• Susan Elaine Jones

Skeleton day trip to meet the public

Last weekend I had a fantastic afternoon meeting people meeting human bones for the first time.

It was a free, drop in workshop organised as part of the Em-Re-Un New Bohemia exhibition in St. Margaret's Church of Art in Norwich.

I don't think I will ever get used to the excitement of watching people encounter their first chance to touch a real human skeleton. Often, the experience comes in a number of stages:

1. Is that ... is that... really?... is it real?

2. Can I... is it okay to... touch it? Really?

3. (hesitant reaching out, last second "should I, shouldn't I?")

4. then the first touch - and the look of surprise and wonder...

5. ...and quickly matched by touching their own face to compare the bones to their own skull

6. and a flood of curiosity, looking in the nooks and crannies

7. and asking questions and increasing comfort with just holding the bones

The workshop was busy the whole day; many people had just wandered in for the art exhibition and then become interested, and before they knew it, were sitting down studying the sex differences in skulls against a worksheet. And realising that you can (just about) feel the sharpness of the eye orbit ridge in live humans as well as skulls (which led to not one, not two, but three anecdotes about popping eyes out of the socket!)

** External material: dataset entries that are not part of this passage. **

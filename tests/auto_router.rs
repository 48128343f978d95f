//! End-to-end tests of discovery, tracking, and statistics through
//! `AutoRouter`.

use axum::body::Body;
use axum::http::{Request, StatusCode};
use axum::routing::get;
use axum::{Extension, Router};
use chrono::Utc;
use tower::ServiceExt;

use auto_router::discovery::{FailureKind, RegistryLoader};
use auto_router::tracking::CompletionHandle;
use auto_router::AutoRouter;

mod common;

async fn call(router: &Router, method: &str, uri: &str) -> StatusCode {
    router
        .clone()
        .oneshot(
            Request::builder()
                .method(method)
                .uri(uri)
                .header("user-agent", "integration-test")
                .body(Body::empty())
                .unwrap(),
        )
        .await
        .unwrap()
        .status()
}

#[tokio::test]
async fn test_partial_failure_keeps_valid_modules() {
    let ws = common::Workspace::new("partial");
    common::write_demo_modules(&ws);

    let auto_router = AutoRouter::initialize(ws.config()).unwrap();
    let result = auto_router.load_result();

    assert!(result.has_errors);
    assert_eq!(
        result.loaded_routes,
        vec!["login.route.toml", "status.route.toml", "index.route.toml"]
    );
    assert_eq!(result.loaded_route_uris.len(), 4);
    assert_eq!(result.failures.len(), 1);
    assert_eq!(result.failures[0].kind, FailureKind::Module);
    assert!(result.failures[0].path.ends_with("broken.route.toml"));

    let router = auto_router.router();
    assert_eq!(call(&router, "GET", "/status").await, StatusCode::OK);
    assert_eq!(call(&router, "GET", "/users/42").await, StatusCode::OK);
    assert_eq!(call(&router, "POST", "/auth/login").await, StatusCode::UNAUTHORIZED);

    let trail = std::fs::read_to_string(ws.operational_log()).unwrap();
    assert!(trail.contains("[ERROR] Failed to load route"));
    assert!(trail.contains("[ERROR] Auto router initialization failed"));
    assert!(trail.contains("[SUCCESS] Route loaded successfully"));
}

#[tokio::test]
async fn test_requests_are_tracked_and_reported() {
    let ws = common::Workspace::new("tracked");
    common::write_demo_modules(&ws);

    let auto_router = AutoRouter::initialize(ws.config()).unwrap();
    let router = auto_router.router();

    for _ in 0..3 {
        call(&router, "GET", "/users/1").await;
    }
    call(&router, "GET", "/users/2").await;
    call(&router, "DELETE", "/users/2").await;
    call(&router, "POST", "/auth/login").await;

    let snapshot = auto_router.get_metrics().unwrap();
    assert_eq!(snapshot.summary.total_requests, 6);
    assert_eq!(snapshot.summary.unique_routes, 3);
    assert_eq!(snapshot.routes[0].endpoint, "GET /users/{id}");
    assert_eq!(snapshot.routes[0].total_requests, 4);
    assert_eq!(snapshot.routes[0].unique_visitors, 1);

    let report = auto_router.generate_report().unwrap();
    assert_eq!(report.error_routes.len(), 2);

    let today = Utc::now().date_naive();
    let daily = auto_router.get_daily_report(today).unwrap().unwrap();
    assert_eq!(daily.total_requests, 6);
    assert_eq!(daily.routes["/users/{id}"].count, 5);
    assert_eq!(daily.routes["/users/{id}"].methods["DELETE"], 1);
    assert_eq!(daily.errors.len(), 2);
    assert_eq!(daily.unique_ips, 1);

    let summary = auto_router.get_summary_report(7).unwrap().unwrap();
    assert_eq!(summary.total_requests, 6);
    assert_eq!(summary.error_rate, 33.33);
    assert_eq!(summary.top_routes[0].route, "/users/{id}");

    // Six request lines plus the report line.
    let log = std::fs::read_to_string(ws.metrics_log()).unwrap();
    assert_eq!(log.lines().count(), 7);
    assert_eq!(auto_router.clean_old_logs(30).unwrap().unwrap(), 0);
}

#[tokio::test]
async fn test_metrics_disabled() {
    let ws = common::Workspace::new("disabled");
    common::write_demo_modules(&ws);
    let mut config = ws.config();
    config.enable_metrics = false;

    let auto_router = AutoRouter::initialize(config).unwrap();
    assert_eq!(call(&auto_router.router(), "GET", "/status").await, StatusCode::OK);

    assert!(auto_router.get_metrics().is_none());
    assert!(auto_router.generate_report().is_none());
    assert!(auto_router.get_daily_report(Utc::now().date_naive()).is_none());
    assert!(auto_router.get_summary_report(7).is_none());
    assert!(auto_router.clean_old_logs(30).is_none());
    assert!(auto_router.admin_router().is_none());
    assert!(!ws.metrics_log().exists());
}

#[tokio::test]
async fn test_invalid_config_is_fatal() {
    let ws = common::Workspace::new("invalid");
    let mut config = ws.config();
    config.timeouts.request_secs = 0;

    assert!(AutoRouter::initialize(config).is_err());
}

#[tokio::test]
async fn test_registry_modules_complete_once() {
    let ws = common::Workspace::new("registry");
    ws.write_module("orders/index.route.toml", "");
    ws.write_module("orphan.route.toml", "");

    let loader = RegistryLoader::new(ws.modules()).register("orders/index", || {
        Router::new().route(
            "/orders",
            get(|Extension(handle): Extension<CompletionHandle>| async move {
                handle.complete(StatusCode::OK);
                "queued"
            }),
        )
    });

    let auto_router = AutoRouter::initialize_with(ws.config(), loader).unwrap();
    let result = auto_router.load_result();
    assert!(!result.has_errors);
    assert_eq!(result.loaded_routes, vec!["index.route.toml"]);
    assert_eq!(result.warnings.len(), 1);

    assert_eq!(call(&auto_router.router(), "GET", "/orders").await, StatusCode::OK);

    let snapshot = auto_router.get_metrics().unwrap();
    assert_eq!(snapshot.routes[0].total_requests, 1);
    let log = std::fs::read_to_string(ws.metrics_log()).unwrap();
    assert_eq!(log.lines().count(), 1);
}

But again emphasises that when people can get hands on with bones, they get hands on with their body too - drawing the parallels between the bones they can see and the internal structure of their meat sack that they can feel. I think it is a genuine privilege that I can witness people having this experience and share their joy at confronting mortality as well as understanding their bodies better. (And if you think you know your body well, let me present you with two pelvis bones and see if you can orient them right first time!)

And finally, once they are comfortable with handling bones, then comes the memento mori posing: As this skull is now, so shall you be.

Nothing helps you come face to face with your own mortality like a human skull.